Thursday, May 16, 2013

The Market Is All About Potential Now

Yesterday made me think of July 2007. That was when I took a deep breath and bought the largest number of puts I'd ever owned. My cue was the yen: as the S&P rallied to a new high, the yen went the other way: it broke from its near perfect S&P correlation and mysteriously began to get stronger. That, on top of a clear wave count, gave me the conviction to do something that seemed crazy at the time.

Yesterday as the S&P broke out (during the hour of the European close when I usually take a break) it did so as the yen went the other way. Just as it did in July of 2007, it started to get stronger.

I went into the morning with a lot more long delta than short delta. I cut back the long delta and increased my short positions against a tight stop at 1651.10. It was wrong, and I got out immediately after I was proved wrong. The interesting thing was that the market came all the way back below 1651.10 after it ripped higher for two hours. That hasn't happened lately.

Incredibly, I missed the turn at the high too. I went outside to lay in the sun for a few minutes and missed it.

The point is that this suddenly odd market behavior should be taken seriously.

I have gone from being openly bullish on short yen to doubting the success of Abenomics and the BOJ. In the face of the overt shock and awe that Abe and Kuroda are inflicting on their country, to doubt them seems foolish.

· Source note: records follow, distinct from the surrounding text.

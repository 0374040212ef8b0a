//! Server configuration loaded from the environment.

use std::env;
use std::path::PathBuf;

/// Runtime configuration for the reel rendering service.
#[derive(Clone, Debug)]
pub struct Config {
    /// HTTP server bind address
    pub addr: String,
    /// HTTP server port
    pub port: String,
    /// Directory where uploaded source videos are stored
    pub upload_dir: PathBuf,
    /// Directory where rendered reels are written
    pub output_dir: PathBuf,
    /// Maximum number of concurrent encoder processes per batch.
    /// 1 renders a batch strictly sequentially.
    pub render_workers: usize,
    /// Seconds after which a hung encoder process is killed
    pub render_timeout_secs: u64,
    /// Serve the HTML test page at `/`
    pub is_test: bool,
}

impl Config {
    /// Load configuration from environment variables.
    pub fn from_env() -> Self {
        dotenv::dotenv().ok();

        Self {
            addr: env::var("ADDR").unwrap_or_else(|_| String::from("127.0.0.1")),
            port: env::var("PORT").unwrap_or_else(|_| String::from("3001")),
            upload_dir: PathBuf::from(
                env::var("UPLOAD_DIR").unwrap_or_else(|_| String::from("./uploads")),
            ),
            output_dir: PathBuf::from(
                env::var("OUTPUT_DIR").unwrap_or_else(|_| String::from("./output")),
            ),
            render_workers: env::var("RENDER_WORKERS")
                .ok()
                .and_then(|v| v.parse().ok())
                .filter(|&n| n > 0)
                .unwrap_or(1),
            render_timeout_secs: env::var("RENDER_TIMEOUT_SECS")
                .ok()
                .and_then(|v| v.parse().ok())
                .unwrap_or(600),
            is_test: env::var("IS_TEST")
                .unwrap_or_else(|_| String::from("true"))
                .parse()
                .unwrap_or(true),
        }
    }
}
use async_trait::async_trait;
use std::io;
use std::path::Path;
use std::process::Output;
use tokio::process::Command as TokioCommand;

/// Executes one overlay transcode as an external encoder process.
///
/// Modeled as a capability so the orchestrator and runner are testable
/// without a real ffmpeg binary on the machine.
#[async_trait]
#[cfg_attr(test, mockall::automock)]
pub trait EncoderSpawner: Send + Sync {
    async fn run_ffmpeg_overlay(
        &self,
        source_path: &Path,
        filter_chain: &str,
        output_path: &Path,
    ) -> io::Result<Output>;
}

/// Spawns the real ffmpeg CLI.
pub struct FfmpegSpawner;

#[async_trait]
impl EncoderSpawner for FfmpegSpawner {
    async fn run_ffmpeg_overlay(
        &self,
        source_path: &Path,
        filter_chain: &str,
        output_path: &Path,
    ) -> io::Result<Output> {
        // Video is re-encoded at a fixed quality/speed tradeoff for
        // predictable batch turnaround; audio is copied untouched.
        TokioCommand::new("ffmpeg")
            .arg("-y")
            .arg("-i")
            .arg(source_path)
            .arg("-vf")
            .arg(filter_chain)
            .arg("-c:a")
            .arg("copy")
            .arg("-preset")
            .arg("fast")
            .arg("-crf")
            .arg("23")
            .arg(output_path)
            .kill_on_drop(true)
            .output()
            .await
    }
}
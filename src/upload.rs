use axum::body::Bytes;
use axum::BoxError;
use futures::{Stream, TryStreamExt};
use serde::Serialize;
use std::io;
use std::path::{Component, Path, PathBuf};
use tokio::fs::File;
use tokio::io::BufWriter;
use tokio_util::io::StreamReader;
use uuid::Uuid;

/// Upload size cap, 100MB.
pub const MAX_UPLOAD_BYTES: usize = 100 * 1024 * 1024;

const ALLOWED_EXTENSIONS: [&str; 4] = ["mp4", "mov", "avi", "mkv"];

/// Metadata recorded for a stored source video.
#[derive(Debug, Clone, Serialize)]
#[serde(rename_all = "camelCase")]
pub struct UploadedVideo {
    pub id: String,
    /// Name the file was stored under, `{uuid}-{originalName}`
    pub filename: String,
    pub original_name: String,
    pub size: u64,
}

/// True when the filename carries a video extension we accept.
pub fn is_allowed_video(filename: &str) -> bool {
    Path::new(filename)
        .extension()
        .and_then(|ext| ext.to_str())
        .map(|ext| {
            let ext = ext.to_ascii_lowercase();
            ALLOWED_EXTENSIONS.contains(&ext.as_str())
        })
        .unwrap_or(false)
}

/// Unique stored name keeping the original name visible for debugging.
pub fn stored_filename(original_name: &str) -> String {
    format!("{}-{}", Uuid::new_v4(), original_name)
}

/// Reject names that could escape the storage directory.
pub fn filename_is_valid(filename: &str) -> bool {
    let path = Path::new(filename);
    let mut components = path.components();
    matches!(components.next(), Some(Component::Normal(_))) && components.next().is_none()
}

/// Save a `Stream` of body chunks to a file, returning the byte count.
pub async fn stream_to_file<S, E>(path: &PathBuf, stream: S) -> io::Result<u64>
where
    S: Stream<Item = Result<Bytes, E>>,
    E: Into<BoxError>,
{
    let body_with_io_error = stream.map_err(io::Error::other);
    let body_reader = StreamReader::new(body_with_io_error);
    futures::pin_mut!(body_reader);

    let mut file = BufWriter::new(File::create(path).await?);
    let written = tokio::io::copy(&mut body_reader, &mut file).await?;

    Ok(written)
}
pub mod caption;
pub mod mapper;

pub use caption::CaptionSpec;
pub use mapper::{OverlayParams, CANVAS_HEIGHT, CANVAS_WIDTH};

However, the success of their grand plan requires millions of Japanese to play along by buying JGBs. JGBs are sending a message that they ain't.

Central banks are not omnipotent, yet most people and pundits think they are. This false belief leads to exceedingly dangerous assumptions in behavior and markets.

When central banks want you to do something, do the opposite. They want you to sell yen, buy JGBs, sell dollars, buy stocks, and keep consuming with borrowed money? Great. Buy yen, sell JGBs, buy dollars, sell stocks, stop consuming, raise cash, save your money, and get out of debt.

Timing is obviously important. But the last four are smart anytime.

Timing the market? Know exactly where you're wrong and act on it. Live to play another day.

Overnight, the S&P futures look like they too have lived to play another day. Another triangle looks probable. I do see a fat volume shelf at 1647 on the cash, but the futures are suggesting something different. As always, though, its the cash market that drives the charts.

I see the potential for the S&P to wedge or triangulate higher into 1665-1672. A correction could occur there. Then, depending on the structure of the correction, perhaps even higher targets can be projected. Or much lower ones.

The market is all about potential now. Because, from a technical standpoint, it's not about much else.